• _Work order_
For the word "failed", count the lines of the listing that contain it and give only the count.

• _Data extract_
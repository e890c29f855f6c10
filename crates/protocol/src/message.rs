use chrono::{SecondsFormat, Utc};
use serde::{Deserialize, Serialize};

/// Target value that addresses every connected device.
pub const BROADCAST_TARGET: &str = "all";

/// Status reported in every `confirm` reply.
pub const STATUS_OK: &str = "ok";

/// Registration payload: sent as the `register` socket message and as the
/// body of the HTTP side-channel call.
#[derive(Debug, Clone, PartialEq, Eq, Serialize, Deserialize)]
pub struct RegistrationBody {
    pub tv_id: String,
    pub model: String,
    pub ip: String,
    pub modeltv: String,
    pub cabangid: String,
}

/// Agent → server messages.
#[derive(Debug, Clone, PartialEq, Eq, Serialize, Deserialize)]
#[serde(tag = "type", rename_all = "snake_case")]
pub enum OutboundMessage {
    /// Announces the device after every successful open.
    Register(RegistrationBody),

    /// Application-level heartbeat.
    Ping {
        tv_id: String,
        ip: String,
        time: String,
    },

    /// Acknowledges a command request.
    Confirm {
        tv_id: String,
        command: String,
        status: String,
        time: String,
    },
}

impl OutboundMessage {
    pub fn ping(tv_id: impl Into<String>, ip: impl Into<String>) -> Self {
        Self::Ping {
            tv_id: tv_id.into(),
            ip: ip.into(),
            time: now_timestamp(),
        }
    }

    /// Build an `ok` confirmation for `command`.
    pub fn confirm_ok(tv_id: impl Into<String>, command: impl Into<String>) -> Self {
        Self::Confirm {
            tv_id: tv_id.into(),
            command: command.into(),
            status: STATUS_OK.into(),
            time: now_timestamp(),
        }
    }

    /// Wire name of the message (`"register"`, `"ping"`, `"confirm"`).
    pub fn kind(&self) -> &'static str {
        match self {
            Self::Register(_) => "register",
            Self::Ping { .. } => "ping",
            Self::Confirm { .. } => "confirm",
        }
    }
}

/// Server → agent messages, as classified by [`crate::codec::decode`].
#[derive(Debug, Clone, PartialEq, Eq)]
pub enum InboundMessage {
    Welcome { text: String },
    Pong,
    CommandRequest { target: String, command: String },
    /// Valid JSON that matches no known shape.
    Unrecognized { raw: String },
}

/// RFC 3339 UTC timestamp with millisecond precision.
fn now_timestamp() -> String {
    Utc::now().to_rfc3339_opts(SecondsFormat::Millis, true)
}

---

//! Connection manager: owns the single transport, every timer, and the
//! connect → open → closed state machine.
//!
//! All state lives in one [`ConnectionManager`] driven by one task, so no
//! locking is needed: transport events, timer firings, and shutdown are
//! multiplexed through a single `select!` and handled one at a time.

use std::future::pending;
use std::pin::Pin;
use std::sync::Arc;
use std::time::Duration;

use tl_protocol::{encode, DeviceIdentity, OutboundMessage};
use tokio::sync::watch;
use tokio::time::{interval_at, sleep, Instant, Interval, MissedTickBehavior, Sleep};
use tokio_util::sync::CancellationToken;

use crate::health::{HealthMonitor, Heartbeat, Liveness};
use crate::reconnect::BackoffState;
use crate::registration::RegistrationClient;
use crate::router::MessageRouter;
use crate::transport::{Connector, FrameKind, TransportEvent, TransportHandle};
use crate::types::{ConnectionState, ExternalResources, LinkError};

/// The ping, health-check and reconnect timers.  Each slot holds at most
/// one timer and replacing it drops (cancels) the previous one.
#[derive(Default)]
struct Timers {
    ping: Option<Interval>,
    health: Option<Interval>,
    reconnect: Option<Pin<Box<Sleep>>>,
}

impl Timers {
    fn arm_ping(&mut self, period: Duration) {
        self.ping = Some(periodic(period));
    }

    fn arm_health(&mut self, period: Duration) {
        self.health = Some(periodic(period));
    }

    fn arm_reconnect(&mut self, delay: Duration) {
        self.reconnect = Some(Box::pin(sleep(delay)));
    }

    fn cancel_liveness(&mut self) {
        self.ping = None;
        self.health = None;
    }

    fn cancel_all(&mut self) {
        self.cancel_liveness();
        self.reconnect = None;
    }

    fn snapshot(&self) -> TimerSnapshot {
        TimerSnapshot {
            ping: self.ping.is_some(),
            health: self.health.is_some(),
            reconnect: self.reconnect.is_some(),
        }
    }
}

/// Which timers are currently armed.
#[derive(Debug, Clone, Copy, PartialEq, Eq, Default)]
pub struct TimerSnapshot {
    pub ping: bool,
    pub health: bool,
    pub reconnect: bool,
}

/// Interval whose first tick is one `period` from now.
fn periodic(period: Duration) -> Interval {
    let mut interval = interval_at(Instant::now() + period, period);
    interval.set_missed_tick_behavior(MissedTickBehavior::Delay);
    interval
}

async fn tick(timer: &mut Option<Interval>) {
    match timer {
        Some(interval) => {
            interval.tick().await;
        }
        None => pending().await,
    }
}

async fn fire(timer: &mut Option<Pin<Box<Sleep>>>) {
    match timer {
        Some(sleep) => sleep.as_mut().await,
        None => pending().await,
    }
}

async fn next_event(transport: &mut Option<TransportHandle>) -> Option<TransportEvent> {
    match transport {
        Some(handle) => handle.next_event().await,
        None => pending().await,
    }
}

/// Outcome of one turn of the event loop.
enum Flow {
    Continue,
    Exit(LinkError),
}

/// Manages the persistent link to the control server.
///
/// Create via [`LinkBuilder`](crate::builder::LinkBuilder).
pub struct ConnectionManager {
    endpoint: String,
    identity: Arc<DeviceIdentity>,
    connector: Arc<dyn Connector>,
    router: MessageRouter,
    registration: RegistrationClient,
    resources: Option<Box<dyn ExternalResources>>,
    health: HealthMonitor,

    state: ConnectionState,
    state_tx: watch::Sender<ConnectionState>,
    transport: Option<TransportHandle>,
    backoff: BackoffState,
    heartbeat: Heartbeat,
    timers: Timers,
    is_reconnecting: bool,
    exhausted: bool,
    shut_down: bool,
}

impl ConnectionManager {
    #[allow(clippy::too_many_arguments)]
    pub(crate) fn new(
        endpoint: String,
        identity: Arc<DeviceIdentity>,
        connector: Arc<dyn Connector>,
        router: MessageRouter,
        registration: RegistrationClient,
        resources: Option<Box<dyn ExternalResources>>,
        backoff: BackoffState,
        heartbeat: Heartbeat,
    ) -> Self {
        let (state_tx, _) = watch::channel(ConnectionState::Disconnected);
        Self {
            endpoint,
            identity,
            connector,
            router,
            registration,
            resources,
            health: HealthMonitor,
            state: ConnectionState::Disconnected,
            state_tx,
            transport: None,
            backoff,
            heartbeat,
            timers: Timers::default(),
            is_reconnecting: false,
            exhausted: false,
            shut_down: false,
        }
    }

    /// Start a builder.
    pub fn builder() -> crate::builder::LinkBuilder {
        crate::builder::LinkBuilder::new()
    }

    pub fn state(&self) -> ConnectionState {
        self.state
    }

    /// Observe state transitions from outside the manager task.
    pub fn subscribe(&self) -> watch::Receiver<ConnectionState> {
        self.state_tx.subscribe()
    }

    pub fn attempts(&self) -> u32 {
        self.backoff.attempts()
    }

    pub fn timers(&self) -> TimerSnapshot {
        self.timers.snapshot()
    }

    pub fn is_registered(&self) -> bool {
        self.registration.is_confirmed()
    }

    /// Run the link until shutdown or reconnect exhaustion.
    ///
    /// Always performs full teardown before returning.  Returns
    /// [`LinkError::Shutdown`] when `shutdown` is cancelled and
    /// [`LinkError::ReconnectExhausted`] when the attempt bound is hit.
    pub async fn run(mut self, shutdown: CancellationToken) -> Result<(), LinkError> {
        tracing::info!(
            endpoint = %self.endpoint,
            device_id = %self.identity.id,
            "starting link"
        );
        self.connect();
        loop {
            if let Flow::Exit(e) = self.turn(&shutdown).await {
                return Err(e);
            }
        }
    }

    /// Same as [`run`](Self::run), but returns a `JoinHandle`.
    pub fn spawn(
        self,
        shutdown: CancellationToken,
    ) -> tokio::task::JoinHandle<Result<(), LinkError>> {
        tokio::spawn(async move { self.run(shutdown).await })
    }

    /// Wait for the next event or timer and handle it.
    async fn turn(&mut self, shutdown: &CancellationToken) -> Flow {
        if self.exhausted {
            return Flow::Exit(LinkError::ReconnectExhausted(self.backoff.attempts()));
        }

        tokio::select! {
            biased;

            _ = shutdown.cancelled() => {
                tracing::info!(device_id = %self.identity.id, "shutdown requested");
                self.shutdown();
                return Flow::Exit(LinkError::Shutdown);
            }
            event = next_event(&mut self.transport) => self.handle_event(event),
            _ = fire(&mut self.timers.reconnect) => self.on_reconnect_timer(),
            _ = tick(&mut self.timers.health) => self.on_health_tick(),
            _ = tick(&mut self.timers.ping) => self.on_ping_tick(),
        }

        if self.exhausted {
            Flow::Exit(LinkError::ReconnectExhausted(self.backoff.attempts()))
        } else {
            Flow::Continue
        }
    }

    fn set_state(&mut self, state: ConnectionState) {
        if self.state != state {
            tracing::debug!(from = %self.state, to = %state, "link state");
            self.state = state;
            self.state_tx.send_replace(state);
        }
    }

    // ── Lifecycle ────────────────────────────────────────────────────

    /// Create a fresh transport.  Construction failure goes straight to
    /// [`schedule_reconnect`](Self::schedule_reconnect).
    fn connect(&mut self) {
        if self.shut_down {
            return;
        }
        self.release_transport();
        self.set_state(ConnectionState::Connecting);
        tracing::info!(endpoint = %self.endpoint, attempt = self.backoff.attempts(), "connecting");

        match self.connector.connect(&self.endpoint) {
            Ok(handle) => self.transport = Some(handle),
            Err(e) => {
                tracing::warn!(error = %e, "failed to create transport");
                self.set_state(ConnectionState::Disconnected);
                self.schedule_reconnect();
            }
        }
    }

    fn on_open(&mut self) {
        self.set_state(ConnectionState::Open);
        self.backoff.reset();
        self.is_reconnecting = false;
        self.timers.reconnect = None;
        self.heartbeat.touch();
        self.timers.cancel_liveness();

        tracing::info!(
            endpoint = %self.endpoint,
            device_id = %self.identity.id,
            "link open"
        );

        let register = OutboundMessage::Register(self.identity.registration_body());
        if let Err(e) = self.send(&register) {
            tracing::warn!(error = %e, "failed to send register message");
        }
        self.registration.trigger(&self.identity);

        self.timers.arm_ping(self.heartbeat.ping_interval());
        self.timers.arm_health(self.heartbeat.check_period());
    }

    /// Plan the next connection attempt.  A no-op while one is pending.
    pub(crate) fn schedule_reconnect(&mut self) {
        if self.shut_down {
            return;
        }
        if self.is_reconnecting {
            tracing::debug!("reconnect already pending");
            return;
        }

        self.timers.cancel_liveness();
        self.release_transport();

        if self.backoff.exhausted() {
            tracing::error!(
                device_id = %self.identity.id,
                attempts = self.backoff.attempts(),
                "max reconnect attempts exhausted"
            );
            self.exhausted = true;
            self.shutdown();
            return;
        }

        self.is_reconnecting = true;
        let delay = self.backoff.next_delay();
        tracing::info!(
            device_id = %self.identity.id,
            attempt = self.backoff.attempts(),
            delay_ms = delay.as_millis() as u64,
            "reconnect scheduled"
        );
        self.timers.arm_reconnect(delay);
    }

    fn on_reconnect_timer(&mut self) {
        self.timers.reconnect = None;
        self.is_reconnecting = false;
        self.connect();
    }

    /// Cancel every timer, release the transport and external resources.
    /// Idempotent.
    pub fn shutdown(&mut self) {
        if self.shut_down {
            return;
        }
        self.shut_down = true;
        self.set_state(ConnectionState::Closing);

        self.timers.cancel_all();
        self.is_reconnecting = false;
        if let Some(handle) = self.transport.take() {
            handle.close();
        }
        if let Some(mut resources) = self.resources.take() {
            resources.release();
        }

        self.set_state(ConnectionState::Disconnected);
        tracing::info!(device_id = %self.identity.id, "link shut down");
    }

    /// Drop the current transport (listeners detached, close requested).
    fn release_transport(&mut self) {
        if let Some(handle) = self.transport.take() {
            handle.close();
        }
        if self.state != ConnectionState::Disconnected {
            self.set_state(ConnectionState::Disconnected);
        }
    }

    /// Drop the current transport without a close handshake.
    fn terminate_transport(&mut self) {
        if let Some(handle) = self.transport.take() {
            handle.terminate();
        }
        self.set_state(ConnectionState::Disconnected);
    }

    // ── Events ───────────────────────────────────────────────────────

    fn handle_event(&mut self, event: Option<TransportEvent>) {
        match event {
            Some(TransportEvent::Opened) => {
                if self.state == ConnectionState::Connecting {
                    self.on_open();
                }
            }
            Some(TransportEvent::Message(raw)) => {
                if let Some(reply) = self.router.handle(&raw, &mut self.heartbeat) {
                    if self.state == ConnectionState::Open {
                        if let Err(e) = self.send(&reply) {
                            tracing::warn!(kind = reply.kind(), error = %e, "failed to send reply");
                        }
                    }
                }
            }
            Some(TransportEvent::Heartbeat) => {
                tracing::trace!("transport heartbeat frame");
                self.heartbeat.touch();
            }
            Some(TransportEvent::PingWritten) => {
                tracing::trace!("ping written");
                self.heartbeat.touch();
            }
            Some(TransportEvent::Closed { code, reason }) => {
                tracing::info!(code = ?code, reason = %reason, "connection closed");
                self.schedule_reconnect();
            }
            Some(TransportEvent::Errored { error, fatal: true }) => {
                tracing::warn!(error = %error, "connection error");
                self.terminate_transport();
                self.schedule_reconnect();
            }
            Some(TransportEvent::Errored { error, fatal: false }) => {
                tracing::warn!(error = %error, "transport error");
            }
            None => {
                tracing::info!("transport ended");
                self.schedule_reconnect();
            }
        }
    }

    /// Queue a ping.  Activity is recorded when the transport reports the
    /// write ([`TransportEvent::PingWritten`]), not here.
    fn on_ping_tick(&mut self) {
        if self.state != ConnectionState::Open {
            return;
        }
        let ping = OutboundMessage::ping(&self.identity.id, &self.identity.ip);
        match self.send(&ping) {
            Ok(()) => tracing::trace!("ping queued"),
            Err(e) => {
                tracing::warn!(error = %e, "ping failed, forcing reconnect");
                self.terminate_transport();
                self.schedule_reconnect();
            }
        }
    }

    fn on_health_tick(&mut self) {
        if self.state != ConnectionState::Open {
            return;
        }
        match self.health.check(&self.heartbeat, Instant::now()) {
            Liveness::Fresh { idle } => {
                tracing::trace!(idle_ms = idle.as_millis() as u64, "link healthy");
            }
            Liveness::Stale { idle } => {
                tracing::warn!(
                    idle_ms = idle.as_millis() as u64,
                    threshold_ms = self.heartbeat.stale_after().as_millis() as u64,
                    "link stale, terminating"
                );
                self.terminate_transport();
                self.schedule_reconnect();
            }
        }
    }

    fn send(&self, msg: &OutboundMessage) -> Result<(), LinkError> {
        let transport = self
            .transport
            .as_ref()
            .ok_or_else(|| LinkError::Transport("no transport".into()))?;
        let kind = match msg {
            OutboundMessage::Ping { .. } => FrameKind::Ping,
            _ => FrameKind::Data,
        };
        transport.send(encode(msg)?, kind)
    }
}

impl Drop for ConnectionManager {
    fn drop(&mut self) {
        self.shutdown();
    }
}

• _Task response_
4